Welcome to the New Hampshire, where the underprivileged and upscale exist under the same roof, part of a shift in the Districts housing stock that experts say is likely to change the face of the city for decades to come. Fueled by a strong job market for young professionals and a credit crunch that has made condominium conversion difficult, low-income apartment buildings are undergoing rapid makeovers to meet the demand for upscale housing.
As a result, low-cost rental housing is now disappearing at a faster rate than it was during the height of the housing boom, according to a new analysis of census data by the D.C. Fiscal Policy Institute. Median rents soared by as much as 50 percent between 2000 and 2010, with much of that increase taking place during the downturn, the analysis found.
(Excerpt) Read more at washingtonpost.com ...
What they’re really complaining about is the lack of affordable Section 8 housing. Anyone can google what the percentage of well-paid government workers vs. what the percentage of low/no income (save EITC, etc) DC residents is. The media is just trying to drum up controversy and an air of ‘things are well and good’.
Gays and yuppies- the new urban pioneers
The rest of the country is suffering while our tax money is funneled to DC, driving up the standard of living and costs there.
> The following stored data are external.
//! Init script inspection.

use anyhow::{Context, Result};
use btuart::image::bts::{self, BtsScript};
use btuart::{FirmwareImage, ImageSummary, MIN_IMAGE_SIZE};
use console::style;
use std::fs;
use std::path::Path;

use super::image_name;

/// Container details for `.bts` input.
struct BtsDetails {
    version: u32,
    actions: usize,
    commands: usize,
}

fn inspect(path: &Path) -> Result<(ImageSummary, Option<BtsDetails>)> {
    let raw = fs::read(path).with_context(|| format!("Failed to read {}", path.display()))?;

    let (packed, details) = if bts::is_bts(&raw) {
        let script = BtsScript::parse(&raw)
            .with_context(|| format!("Failed to parse {}", path.display()))?;
        let details = BtsDetails {
            version: script.version,
            actions: script.actions.len(),
            commands: script.command_count(),
        };
        (script.to_image()?, Some(details))
    } else {
        (raw, None)
    };

    let name = image_name(path);
    let summary = FirmwareImage::new(&name, &packed)
        .summary()
        .with_context(|| format!("Failed to decode {}", path.display()))?;
    Ok((summary, details))
}

/// Info command implementation.
pub(crate) fn cmd_info(path: &Path, json: bool) -> Result<()> {
    let (summary, details) = inspect(path)?;

    if json {
        let records: Vec<serde_json::Value> = summary
            .records
            .iter()
            .map(|r| {
                serde_json::json!({
                    "offset": r.offset,
                    "opcode": format!("0x{:04X}", r.opcode),
                    "param_len": r.param_len,
                })
            })
            .collect();
        let output = serde_json::json!({
            "ok": true,
            "data": {
                "name": summary.name,
                "format": if details.is_some() { "bts" } else { "packed" },
                "bts_version": details.as_ref().map(|d| d.version),
                "len": summary.len,
                "loadable": summary.len >= MIN_IMAGE_SIZE,
                "terminator_offset": summary.terminator_offset,
                "payload_bytes": summary.payload_bytes(),
                "trailing_bytes": summary.trailing_bytes(),
                "records": records,
            }
        });
        println!("{}", serde_json::to_string_pretty(&output)?);
        return Ok(());
    }

    println!("{}", style(&summary.name).bold().underlined());
    if let Some(d) = &details {
        println!(
            "  Format:      TI BTS v{} ({} actions, {} commands)",
            d.version, d.actions, d.commands
        );
    } else {
        println!("  Format:      packed");
    }
    println!("  Size:        {} bytes", summary.len);
    println!("  Records:     {}", summary.records.len());
    println!("  Payload:     {} bytes", summary.payload_bytes());
    if summary.trailing_bytes() > 0 {
        println!(
            "  Trailing:    {} bytes after terminator (ignored)",
            summary.trailing_bytes()
        );
    }
    if summary.len < MIN_IMAGE_SIZE {
        println!(
            "  {} shorter than {MIN_IMAGE_SIZE} bytes, treated as missing firmware",
            style("!").yellow().bold()
        );
    }

    println!();
    println!("  {:>8}  {:>6}  {:>5}", "OFFSET", "OPCODE", "LEN");
    for record in &summary.records {
        println!(
            "  {:>#8x}  0x{:04X}  {:>5}",
            record.offset, record.opcode, record.param_len
        );
    }

    Ok(())
}

#[cfg(test)]
mod tests {
    use super::*;

    fn bts_file() -> Vec<u8> {
        let mut out = 0x42535442u32.to_le_bytes().to_vec();
        out.extend_from_slice(&2u32.to_le_bytes());
        out.extend_from_slice(&[0u8; 24]);
        // remark
        out.extend_from_slice(&6u16.to_le_bytes());
        out.extend_from_slice(&4u16.to_le_bytes());
        out.extend_from_slice(b"hi\0\0");
        // HCI_VS_Write_BD_Addr-like command
        out.extend_from_slice(&1u16.to_le_bytes());
        out.extend_from_slice(&6u16.to_le_bytes());
        out.extend_from_slice(&[0x01, 0x36, 0xFF, 0x02, 0xAA, 0xBB]);
        out
    }

    #[test]
    fn test_inspect_bts() {
        let dir = tempfile::tempdir().unwrap();
        let path = dir.path().join("init.bts");
        fs::write(&path, bts_file()).unwrap();

        let (summary, details) = inspect(&path).unwrap();
        let details = details.unwrap();
        assert_eq!(details.version, 2);
        assert_eq!(details.actions, 2);
        assert_eq!(details.commands, 1);
        assert_eq!(summary.name, "init.bts");
        assert_eq!(summary.records.len(), 1);
        assert_eq!(summary.records[0].opcode, 0xFF36);
        assert_eq!(summary.payload_bytes(), 2);
    }

    #[test]
    fn test_inspect_packed_with_trailing_bytes() {
        let dir = tempfile::tempdir().unwrap();
        let path = dir.path().join("ble.bin");
        fs::write(&path, [0x03, 0x0C, 0x00, 0x00, 0xEE, 0xEE]).unwrap();

        let (summary, details) = inspect(&path).unwrap();
        assert!(details.is_none());
        assert_eq!(summary.terminator_offset, 3);
        assert_eq!(summary.trailing_bytes(), 2);
    }

    #[test]
    fn test_inspect_unterminated_fails() {
        let dir = tempfile::tempdir().unwrap();
        let path = dir.path().join("cut.bin");
        fs::write(&path, [0x03, 0x0C, 0x04, 0x01]).unwrap();

        assert!(inspect(&path).is_err());
    }
}
//! btuart CLI - Command-line tool for bringing up CC256x Bluetooth controllers.
//!
//! ## Features
//!
//! - Upload the baseband service pack and BLE add-on over UART
//! - Inspect and convert TI `.bts` init scripts
//! - Serial port listing
//! - Shell completion generation
//! - Environment variable and config file support

use anyhow::Result;
use btuart::{DEFAULT_BAUD, ErrorKind, FlowControl};
use clap::{Parser, Subcommand, ValueEnum};
use clap_complete::Shell;
use console::style;
use env_logger::Env;
use log::debug;
use std::env;
use std::path::PathBuf;
use std::process::ExitCode;
use std::sync::atomic::{AtomicBool, Ordering};

mod commands;
mod config;

use config::Config;

/// Whether stderr is a terminal (set once at startup).
static STDERR_IS_TTY: AtomicBool = AtomicBool::new(true);

/// Set by the Ctrl-C handler.
static INTERRUPTED: AtomicBool = AtomicBool::new(false);

/// Check if progress bars and colors should be used.
pub(crate) fn use_fancy_output() -> bool {
    STDERR_IS_TTY.load(Ordering::Relaxed) && console::colors_enabled_stderr()
}

/// Whether Ctrl-C was received.
pub(crate) fn was_interrupted() -> bool {
    INTERRUPTED.load(Ordering::SeqCst)
}

/// Errors that map to a dedicated exit code.
#[derive(Debug, thiserror::Error)]
pub(crate) enum CliError {
    /// Missing or inconsistent user input.
    #[error("{0}")]
    Usage(String),
    /// The user aborted the operation.
    #[error("{0}")]
    Cancelled(String),
}

impl CliError {
    fn exit_code(&self) -> u8 {
        match self {
            Self::Usage(_) => 2,
            Self::Cancelled(_) => 130,
        }
    }
}

/// Map an error chain to a process exit code.
fn exit_code_for(err: &anyhow::Error) -> u8 {
    if let Some(cli_err) = err.downcast_ref::<CliError>() {
        return cli_err.exit_code();
    }
    if let Some(lib_err) = err.downcast_ref::<btuart::Error>() {
        if lib_err.kind() == ErrorKind::Interrupted {
            return 130;
        }
    }
    1
}

/// btuart - Load init scripts into UART-attached TI CC256x Bluetooth controllers.
///
/// Environment variables:
///   BTUART_PORT           - Default serial port
///   BTUART_BAUD           - Default baud rate (default: 115200)
///   BTUART_FLOW_CONTROL   - Flow control (none, hardware, software)
#[derive(Parser)]
#[command(name = "btuart")]
#[command(author, version, about, long_about = None)]
#[command(propagate_version = true)]
#[command(after_help = "Examples:\n  \
    btuart -p /dev/ttyUSB0 load --baseband TIInit_6.12.26.bts --extension cc256x_ble.bin\n  \
    btuart info TIInit_6.12.26.bts\n  \
    btuart convert TIInit_6.12.26.bts -o baseband.bin")]
struct Cli {
    /// Serial port the controller is attached to.
    #[arg(short, long, global = true, env = "BTUART_PORT")]
    port: Option<String>,

    /// Baud rate used for the upload.
    #[arg(short, long, global = true, env = "BTUART_BAUD")]
    baud: Option<u32>,

    /// Serial flow control.
    #[arg(long, global = true, value_enum, env = "BTUART_FLOW_CONTROL")]
    flow_control: Option<FlowArg>,

    /// Verbose output level (-v, -vv for increasing detail).
    #[arg(short, long, global = true, action = clap::ArgAction::Count)]
    verbose: u8,

    /// Quiet mode (suppress non-essential output).
    #[arg(short, long, global = true)]
    quiet: bool,

    /// Path to a configuration file.
    #[arg(long = "config", global = true, value_name = "PATH")]
    config_path: Option<PathBuf>,

    #[command(subcommand)]
    command: Commands,
}

/// Flow control as accepted on the command line.
#[derive(Clone, Copy, Debug, PartialEq, Eq, ValueEnum)]
enum FlowArg {
    /// No flow control.
    None,
    /// RTS/CTS.
    Hardware,
    /// XON/XOFF.
    Software,
}

impl From<FlowArg> for FlowControl {
    fn from(flow: FlowArg) -> Self {
        match flow {
            FlowArg::None => FlowControl::None,
            FlowArg::Hardware => FlowControl::Hardware,
            FlowArg::Software => FlowControl::Software,
        }
    }
}

/// Available commands.
#[derive(Subcommand)]
enum Commands {
    /// Upload the baseband service pack and BLE add-on to the controller.
    Load {
        /// Baseband service pack (packed image or .bts).
        #[arg(long)]
        baseband: Option<PathBuf>,

        /// BLE add-on init script (packed image or .bts).
        #[arg(long)]
        extension: Option<PathBuf>,

        /// Consecutive stalled transfers tolerated before giving up.
        #[arg(long)]
        max_stalls: Option<u32>,
    },

    /// Show the records of an init script.
    Info {
        /// Path to a packed image or .bts file.
        image: PathBuf,

        /// Output as JSON.
        #[arg(long)]
        json: bool,
    },

    /// Convert a TI .bts script into a packed image.
    Convert {
        /// Input .bts file.
        input: PathBuf,

        /// Output packed image.
        #[arg(short, long)]
        output: PathBuf,
    },

    /// List available serial ports.
    ListPorts {
        /// Output as JSON.
        #[arg(long)]
        json: bool,
    },

    /// Generate shell completion scripts.
    Completions {
        /// Shell to generate completions for.
        shell: Shell,
    },
}

/// Connection settings after merging flags, environment, and config files.
#[derive(Debug, Clone, PartialEq, Eq)]
pub(crate) struct Connection {
    pub port: String,
    pub baud: u32,
    pub flow_control: FlowControl,
}

impl Cli {
    /// Resolve the serial connection. Flags and environment win over config.
    fn connection(&self, config: &Config) -> Result<Connection> {
        let port = self
            .port
            .clone()
            .or_else(|| config.connection.serial.clone())
            .ok_or_else(|| {
                CliError::Usage(
                    "no serial port given; use --port, BTUART_PORT, or [connection] serial in btuart.toml"
                        .to_string(),
                )
            })?;
        let baud = self
            .baud
            .or(config.connection.baud)
            .unwrap_or(DEFAULT_BAUD);
        let flow_control = self
            .flow_control
            .map(FlowControl::from)
            .or_else(|| config.connection.flow_control())
            .unwrap_or_default();

        Ok(Connection {
            port,
            baud,
            flow_control,
        })
    }
}

fn main() -> ExitCode {
    let stderr_is_tty = console::Term::stderr().is_term();
    STDERR_IS_TTY.store(stderr_is_tty, Ordering::Relaxed);

    if env::var("NO_COLOR").is_ok() || !stderr_is_tty {
        console::set_colors_enabled(false);
        console::set_colors_enabled_stderr(false);
    }

    let cli = Cli::parse();

    let log_level = if cli.quiet {
        "warn"
    } else {
        match cli.verbose {
            0 => "info",
            1 => "debug",
            _ => "trace",
        }
    };
    env_logger::Builder::from_env(Env::default().default_filter_or(log_level))
        .format_target(cli.verbose >= 2)
        .format_timestamp(if cli.verbose >= 2 {
            Some(env_logger::TimestampPrecision::Millis)
        } else {
            None
        })
        .init();

    if let Err(e) = ctrlc::set_handler(|| INTERRUPTED.store(true, Ordering::SeqCst)) {
        debug!("Could not install Ctrl-C handler: {e}");
    }
    btuart::set_interrupt_checker(was_interrupted);

    debug!(
        "btuart v{} (verbose level: {})",
        env!("CARGO_PKG_VERSION"),
        cli.verbose
    );

    match run(&cli) {
        Ok(()) => ExitCode::SUCCESS,
        Err(err) => {
            eprintln!("{} {err:#}", style("Error:").red().bold());
            ExitCode::from(exit_code_for(&err))
        },
    }
}

fn run(cli: &Cli) -> Result<()> {
    let config = if let Some(ref path) = cli.config_path {
        Config::load_from_path(path)
    } else {
        Config::load()
    };

    match &cli.command {
        Commands::Load {
            baseband,
            extension,
            max_stalls,
        } => commands::load::cmd_load(
            cli,
            &config,
            baseband.as_deref(),
            extension.as_deref(),
            *max_stalls,
        ),
        Commands::Info { image, json } => commands::info::cmd_info(image, *json),
        Commands::Convert { input, output } => commands::convert::cmd_convert(cli, input, output),
        Commands::ListPorts { json } => commands::ports::cmd_list_ports(*json),
        Commands::Completions { shell } => {
            commands::completions::cmd_completions(*shell);
            Ok(())
        },
    }
}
Gentrification is being driven by people who are sick and tired of spending most of their non-work waking hours in their cars. Sitting. In something that would be called “traffic” if it were moving.
As more and more city neighborhoods get the yuppie to junkie ratio headed the right way, this process accelerates. If we vouchered the schools, it would become a stampede.
I know !!!
What say we cut the FedGov back to Constitutional size?
That'll sure change the DC housing market ...
Believe it or not according to my relatives that can remember that far back, Minnesota Ave and Anacostia used to be where the professionals used to live in DC. It was real nice about 60 years ago.
Agree, to a degree. Minnesota had a good category of resident, but Ward 4 (top of DC on the map) had and has the “Gold Coast” and Silver Coast. Very upper class black. Minnesota was a level down. East of the Anacostia River has always been one level down. And $100K-$200K less than the same house in Ward 4. Face it, Prince Georges County is just next door. 30-40 years it was heavily Southern Maryland “cracker”. Now PG is mostly where those Minnesota Avenue folks went. Some very nice places out there, as well as some not so nice garden apartments.
Things are very dynamic at this point, and gentrification is not slowing down. BTW, gentrification also includes black people from outside of DC. The local community doesn’t know how to handle them either.
DC is “gentrifying” at such an alarming rate that the Black Democrat power structure is starting to freak-out about the potential loss of their “chocolate city”.
Gentrification - The process of transforming a garbage strewn, crime ridden, drug infested neighborhood into a nice place to live.
I spent a week in DC/NoVa in April.
I was impressed how prosperous things are there.
You don’t see the AVAILABLE and FOR RENT signs on all the commercial buildings like here in the heartland.
Lots of big cranes on the skyline and new buildings going up.
Help wanted signs all over.
Restaurants busy, busy, busy.
The Fedgov is bleeding us to death.
We’ll have to go there with pitchforks and Molotov cocktails someday.